*Edit: I've read a few reviews on this book. And quite honestly, I wish I hadn't. These characters, to me, are too real and too personal to be admonished for not being "normal". How many of us were "normal" at their age? And how many of us were counting down to the end of our days? I think John Green got this right. He remembers that teenagers can fall head over heels, dangerously, and crazily in love with each other. He may not have experienced the slowly dying death that Hazel is going through for this entire novel, but he knows her well enough to know there always needs to be some comfort, even if you're the one dying. Because you will be leaving loved ones behind, guilt and comforting aren't unusual.
I left the review part pretty blank originally. I had such strong feelings that I needed to take a step back, give myself some time, and read the novel again.
Hazel Grace knows she's going to die young. She tells us this right away. She had thyroid cancer that has spread to her lungs. "My lungs suck at being lungs" is a phrase seen a few times throughout the novel. She's 16 and should be out with friends, going to school, falling in love.
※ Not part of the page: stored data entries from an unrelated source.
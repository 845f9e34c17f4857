//! Telemetry initialisation primitives and logging configuration.
//!
//! # Design
//! - Centralises logging setup (fmt or JSON) with a single entry point.
//! - Records the build SHA once so every log line agrees on it.
//! - `RUST_LOG` always wins over the configured level.

use anyhow::{Result, anyhow};
use once_cell::sync::OnceCell;
use tracing_subscriber::{EnvFilter, fmt, layer::SubscriberExt, util::SubscriberInitExt};

/// Default logging target when `RUST_LOG` is not provided.
pub const DEFAULT_LOG_LEVEL: &str = "info";

static BUILD_SHA: OnceCell<String> = OnceCell::new();

/// Configure and install the global tracing subscriber.
///
/// # Errors
///
/// Returns an error if the tracing subscriber cannot be installed (for example,
/// because another subscriber has already been set globally).
pub fn init_logging(config: &LoggingConfig) -> Result<()> {
    if BUILD_SHA.set(config.build_sha.to_string()).is_err() {
        return Err(anyhow!("logging already initialised"));
    }

    let json = config.format == LogFormat::Json;
    let json_layer = json.then(|| {
        fmt::layer()
            .json()
            .with_target(false)
            .with_writer(std::io::stderr)
    });
    let pretty_layer = (!json).then(|| {
        fmt::layer()
            .with_target(false)
            .with_writer(std::io::stderr)
    });

    tracing_subscriber::registry()
        .with(build_env_filter(config.level))
        .with(json_layer)
        .with(pretty_layer)
        .try_init()
        .map_err(|err| anyhow!("failed to install tracing subscriber: {err}"))?;
    tracing::debug!(build_sha = build_sha(), format = ?config.format, "logging initialised");
    Ok(())
}

/// Access the build SHA recorded during logging initialisation.
#[must_use]
pub fn build_sha() -> &'static str {
    BUILD_SHA.get().map_or("dev", String::as_str)
}

/// Logging configuration.
#[derive(Debug, Clone)]
pub struct LoggingConfig<'a> {
    /// Log level string (e.g., `info`, `debug`).
    pub level: &'a str,
    /// Output format selection for the tracing subscriber.
    pub format: LogFormat,
    /// Build identifier recorded in structured logs.
    pub build_sha: &'a str,
}

impl Default for LoggingConfig<'_> {
    fn default() -> Self {
        Self {
            level: DEFAULT_LOG_LEVEL,
            format: LogFormat::infer(),
            build_sha: option_env!("TLEVER_BUILD_SHA").unwrap_or("dev"),
        }
    }
}

/// Available output formats for the logger.
#[derive(Debug, Clone, Copy, PartialEq, Eq)]
pub enum LogFormat {
    /// Emit logs as structured JSON objects.
    Json,
    /// Emit human-readable log lines.
    Pretty,
}

impl LogFormat {
    /// Choose a sensible default for the current build.
    #[must_use]
    pub const fn infer() -> Self {
        if cfg!(debug_assertions) {
            Self::Pretty
        } else {
            Self::Json
        }
    }

    /// Parse a configured format name, falling back to [`LogFormat::infer`]
    /// for unknown values.
    #[must_use]
    pub fn from_name(name: &str) -> Self {
        match name.trim().to_ascii_lowercase().as_str() {
            "json" => Self::Json,
            "pretty" => Self::Pretty,
            _ => Self::infer(),
        }
    }
}

fn build_env_filter(level: &str) -> EnvFilter {
    EnvFilter::try_from_default_env().unwrap_or_else(|_| EnvFilter::new(level))
}

#[cfg(test)]
mod tests {
    use super::*;

    #[test]
    fn log_format_parses_variants() {
        assert_eq!(LogFormat::from_name("json"), LogFormat::Json);
        assert_eq!(LogFormat::from_name(" Pretty "), LogFormat::Pretty);
        assert_eq!(LogFormat::from_name("unknown"), LogFormat::infer());
    }

    #[test]
    fn init_logging_installs_subscriber_once() {
        let config = LoggingConfig {
            level: "info",
            format: LogFormat::Pretty,
            build_sha: "test",
        };
        let _ = init_logging(&config);
        assert!(init_logging(&config).is_err());
        assert_eq!(build_sha(), "test");
    }
}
Instead she allows her mother to drag her to support group, watches way too much ANTM, and has already completed her GED, for fear she'd die before finishing school.
But the book isn't depressing. The author makes sure we're with Hazel through the emotions of falling in love, and feeling pain, both physically and emotionally.
And when I say I loved this book I meant this book defines what being young and sick means. I am not Hazel. I didn't still have cancer at age 16, but I know how being sick affects those around you, how scared parents can get, and that "some infinities are larger than other infinities". And when you have to let down those around you, even through no fault of you own, like Hazel does because of this cancer, you really do feel like a grenade in some ways. I know I have.
Read this book. It's sad and hilarious and full of sarcasm and tenderness.